Trisha holds a BA from Stanford University in American Studies and an MA from the University of New Mexico in Bilingual and Elementary Education. Her Montessori Teaching credentials include: AMS (Elementary I), UMA (Early Childhood), AMI (Case de Bambini 2.5 years-6 years). One of the blessings she is grateful for is being able to work with children from her tribe in their Indigenous language of Keres every day.

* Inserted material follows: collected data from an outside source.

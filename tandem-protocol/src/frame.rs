//! Frame encoding and decoding.
//!
//! Frame layout:
//! - PAYLOAD (0-128 bytes): opaque bytes, usually UTF-8 text
//! - PADDING: zero bytes up to [`FRAME_CAPACITY`]
//!
//! The padding is only zero because both engines zero their buffers before
//! arming. Decoding stops at the first zero byte or at the end of the
//! exchanged bytes, whichever comes first.

use core::fmt;

use heapless::Vec;

#[cfg(feature = "serde")]
use serde::{Deserialize, Serialize};

use crate::template;

/// Frame capacity in bytes
pub const FRAME_CAPACITY: usize = 128;

/// Bits clocked per transaction
pub const FRAME_BITS: usize = FRAME_CAPACITY * 8;

/// Errors that can occur during frame encoding
#[derive(Debug, Clone, Copy, PartialEq, Eq)]
#[cfg_attr(feature = "defmt", derive(defmt::Format))]
pub enum FrameError {
    /// Payload exceeds the frame capacity and the policy rejects it
    Overflow,
}

/// What to do with payloads longer than [`FRAME_CAPACITY`]
#[derive(Debug, Clone, Copy, PartialEq, Eq, Default)]
#[cfg_attr(feature = "defmt", derive(defmt::Format))]
#[cfg_attr(feature = "serde", derive(Serialize, Deserialize))]
pub enum OverflowPolicy {
    /// Keep the longest prefix that fits
    #[default]
    Truncate,
    /// Fail with [`FrameError::Overflow`]
    Reject,
}

/// An outgoing frame payload
#[derive(Debug, Clone, PartialEq, Eq)]
pub struct Frame {
    payload: Vec<u8, FRAME_CAPACITY>,
    truncated: bool,
}

impl Default for Frame {
    fn default() -> Self {
        Self::empty()
    }
}

impl Frame {
    /// A frame with no payload (all padding)
    pub const fn empty() -> Self {
        Self {
            payload: Vec::new(),
            truncated: false,
        }
    }

    /// Create a frame from raw payload bytes
    pub fn new(bytes: &[u8], policy: OverflowPolicy) -> Result<Self, FrameError> {
        let fits = bytes.len() <= FRAME_CAPACITY;
        if !fits && policy == OverflowPolicy::Reject {
            return Err(FrameError::Overflow);
        }

        let take = bytes.len().min(FRAME_CAPACITY);
        let mut payload = Vec::new();
        payload
            .extend_from_slice(&bytes[..take])
            .map_err(|_| FrameError::Overflow)?;

        Ok(Self {
            payload,
            truncated: !fits,
        })
    }

    /// Render a sequenced text frame
    ///
    /// See [`template::render`] for the placeholder rules.
    pub fn from_template(
        template: &str,
        sequence: u32,
        policy: OverflowPolicy,
    ) -> Result<Self, FrameError> {
        let (payload, truncated) = template::render(template, sequence);
        if truncated && policy == OverflowPolicy::Reject {
            return Err(FrameError::Overflow);
        }
        Ok(Self { payload, truncated })
    }

    /// Payload bytes
    pub fn as_bytes(&self) -> &[u8] {
        &self.payload
    }

    /// Payload length in bytes
    pub fn len(&self) -> usize {
        self.payload.len()
    }

    /// True if the payload is empty
    pub fn is_empty(&self) -> bool {
        self.payload.is_empty()
    }

    /// True if the payload was cut to fit the capacity
    pub fn is_truncated(&self) -> bool {
        self.truncated
    }

    /// Copy the payload into a transaction buffer
    ///
    /// Writes at most `buf.len()` bytes and leaves the rest of `buf`
    /// untouched. Returns the number of bytes written.
    pub fn write_into(&self, buf: &mut [u8]) -> usize {
        let len = self.payload.len().min(buf.len());
        buf[..len].copy_from_slice(&self.payload[..len]);
        len
    }
}

/// Bounded view of a received frame
#[derive(Debug, Clone, Copy, PartialEq, Eq)]
pub struct DecodedFrame<'a> {
    bytes: &'a [u8],
}

/// Decode a received transaction buffer
///
/// Never looks past `FRAME_CAPACITY` bytes or past the end of `buf`.
pub fn decode(buf: &[u8]) -> DecodedFrame<'_> {
    let bounded = &buf[..buf.len().min(FRAME_CAPACITY)];
    let end = bounded.iter().position(|&b| b == 0).unwrap_or(bounded.len());
    DecodedFrame {
        bytes: &bounded[..end],
    }
}

impl<'a> DecodedFrame<'a> {
    /// Payload bytes, without padding
    pub fn as_bytes(&self) -> &'a [u8] {
        self.bytes
    }

    /// Payload as text, if it is valid UTF-8
    pub fn as_str(&self) -> Option<&'a str> {
        core::str::from_utf8(self.bytes).ok()
    }

    /// Payload length in bytes
    pub fn len(&self) -> usize {
        self.bytes.len()
    }

    /// True if nothing but padding was received
    pub fn is_empty(&self) -> bool {
        self.bytes.is_empty()
    }
}

impl fmt::Display for DecodedFrame<'_> {
    fn fmt(&self, f: &mut fmt::Formatter<'_>) -> fmt::Result {
        for chunk in self.bytes.utf8_chunks() {
            f.write_str(chunk.valid())?;
            if !chunk.invalid().is_empty() {
                f.write_str("\u{FFFD}")?;
            }
        }
        Ok(())
    }
}

#[cfg(feature = "defmt")]
impl defmt::Format for DecodedFrame<'_> {
    fn format(&self, f: defmt::Formatter) {
        match self.as_str() {
            Some(text) => defmt::write!(f, "{=str}", text),
            None => defmt::write!(f, "{=[u8]}", self.bytes),
        }
    }
}

#[cfg(feature = "defmt")]
impl defmt::Format for Frame {
    fn format(&self, f: defmt::Formatter) {
        defmt::write!(f, "Frame {{ len: {}, truncated: {} }}", self.payload.len(), self.truncated)
    }
}

#[cfg(test)]
mod tests {
    extern crate std;

    use super::*;
    use proptest::prelude::*;
    use std::string::{String, ToString};

    #[test]
    fn test_frame_new_fits() {
        let frame = Frame::new(b"hello", OverflowPolicy::Reject).unwrap();
        assert_eq!(frame.as_bytes(), b"hello");
        assert!(!frame.is_truncated());
    }

    #[test]
    fn test_frame_new_overflow() {
        let big = [b'x'; FRAME_CAPACITY + 1];
        assert_eq!(
            Frame::new(&big, OverflowPolicy::Reject),
            Err(FrameError::Overflow)
        );

        let frame = Frame::new(&big, OverflowPolicy::Truncate).unwrap();
        assert_eq!(frame.len(), FRAME_CAPACITY);
        assert!(frame.is_truncated());
    }

    #[test]
    fn test_write_into_leaves_tail() {
        let frame = Frame::new(b"abc", OverflowPolicy::Truncate).unwrap();
        let mut buf = [0xEEu8; 8];
        assert_eq!(frame.write_into(&mut buf), 3);
        assert_eq!(&buf[..3], b"abc");
        assert!(buf[3..].iter().all(|&b| b == 0xEE));
    }

    #[test]
    fn test_write_into_short_buffer() {
        let frame = Frame::new(b"abcdef", OverflowPolicy::Truncate).unwrap();
        let mut buf = [0u8; 4];
        assert_eq!(frame.write_into(&mut buf), 4);
        assert_eq!(&buf, b"abcd");
    }

    #[test]
    fn test_decode_stops_at_nul() {
        let mut buf = [0u8; FRAME_CAPACITY];
        buf[..5].copy_from_slice(b"hello");
        buf[6] = b'!';
        let decoded = decode(&buf);
        assert_eq!(decoded.as_str(), Some("hello"));
    }

    #[test]
    fn test_decode_full_frame_without_terminator() {
        let buf = [b'a'; FRAME_CAPACITY + 16];
        let decoded = decode(&buf);
        assert_eq!(decoded.len(), FRAME_CAPACITY);
    }

    #[test]
    fn test_decode_empty() {
        let buf = [0u8; FRAME_CAPACITY];
        assert!(decode(&buf).is_empty());
        assert!(decode(&[]).is_empty());
    }

    #[test]
    fn test_display_is_lossy() {
        let buf = [b'o', b'k', 0xFF, b'!'];
        assert_eq!(decode(&buf).to_string(), "ok\u{FFFD}!");
        assert_eq!(decode(&buf).as_str(), None);
    }

    proptest! {
        #[test]
        fn prop_template_never_exceeds_capacity(template in ".{0,300}", seq in any::<u32>()) {
            let frame = Frame::from_template(&template, seq, OverflowPolicy::Truncate).unwrap();
            prop_assert!(frame.len() <= FRAME_CAPACITY);
            // Truncation happens on a char boundary
            prop_assert!(core::str::from_utf8(frame.as_bytes()).is_ok());

            let mut buf = [0u8; FRAME_CAPACITY];
            let written = frame.write_into(&mut buf);
            prop_assert_eq!(written, frame.len());
            prop_assert!(decode(&buf).len() <= FRAME_CAPACITY);
        }

        #[test]
        fn prop_roundtrip_without_nul(template in "[^\u{0}{}]{0,200}", seq in 0u32..10_000) {
            let frame = Frame::from_template(&template, seq, OverflowPolicy::Truncate).unwrap();
            let mut buf = [0u8; FRAME_CAPACITY];
            frame.write_into(&mut buf);

            let decoded = decode(&buf);
            prop_assert_eq!(decoded.as_bytes(), frame.as_bytes());

            let mut expected = String::from(template.as_str());
            if !expected.is_empty() {
                expected.push(' ');
            }
            expected.push_str(&std::format!("{:04}", seq));
            prop_assert!(expected.as_bytes().starts_with(decoded.as_bytes()));
            prop_assert_eq!(frame.is_truncated(), expected.len() > FRAME_CAPACITY);
        }

        #[test]
        fn prop_reject_iff_overflow(bytes in proptest::collection::vec(any::<u8>(), 0..300)) {
            let result = Frame::new(&bytes, OverflowPolicy::Reject);
            if bytes.len() > FRAME_CAPACITY {
                prop_assert_eq!(result, Err(FrameError::Overflow));
            } else {
                let frame = result.unwrap();
                prop_assert_eq!(frame.as_bytes(), &bytes[..]);
            }
        }

        #[test]
        fn prop_decode_is_bounded(bytes in proptest::collection::vec(any::<u8>(), 0..400)) {
            let decoded = decode(&bytes);
            prop_assert!(decoded.len() <= FRAME_CAPACITY);
            prop_assert!(decoded.len() <= bytes.len());
            prop_assert!(!decoded.as_bytes().contains(&0));
        }
    }
}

A-dae Romero-Briones (Kiowa/Cochiti) was born and raised in Cochiti Pueblo, New Mexico and comes from the Toyekoyah/Komalty Family from Hog Creek, Oklahoma on the Kiowa side. Mrs. Romero-Briones is Director of Programs-Native food and Agricultural Program for First Nations Development Institute and Co-founder/Director of the California Tribal Fund. She is the former Director of Community Development for Pulama Lana’I and the Co-founder and former Executive Director of a non-profit for Cochiti Pueblo, New Mexico. Mrs. Romero-Briones worked for the University of Arkansas’ Indigenous Food and Agricultural Initiative while she was getting her LLM in Food and Agricultural Law. She wrote extensively about food safety and the protection of traditional tribal foods.
A US Fulbright Scholar, Ms. Romero-Briones received her Bachelor of Arts in Public Policy from Princeton University, a Juris Doctorate from Arizona State University’s College of Law, and an LLM in Food and Agricultural Law from the University of Arkansas. President Obama recognized Ms. Romero-Briones as a White House Champion of Change in Agriculture.
Gale Spotted Tail has been the Child Care Director for the Rosebud Sioux Tribe Child Care Services Program since 1991, and of the Lakota Language Preservation Project since 2014. She has managed three daycare centers, 117 child care provider homes, Lakota song and dance projects, Lakota language revitalization projects, and Lakota cultural programming, and served as chairperson of the National Indian Child Care Association Cultural Committee. She was a Global Leader for the 2016-18 cohort of the Young Children program at the World Forum Foundation.
Gale has a BA degree in Lakota History and Culture from the Sinte Gleska University and in Park and Recreation Management from the University of Nebraska-Lincoln. She participates in Lakota ceremonial events and has had many Lakota mentors during her life’s journey.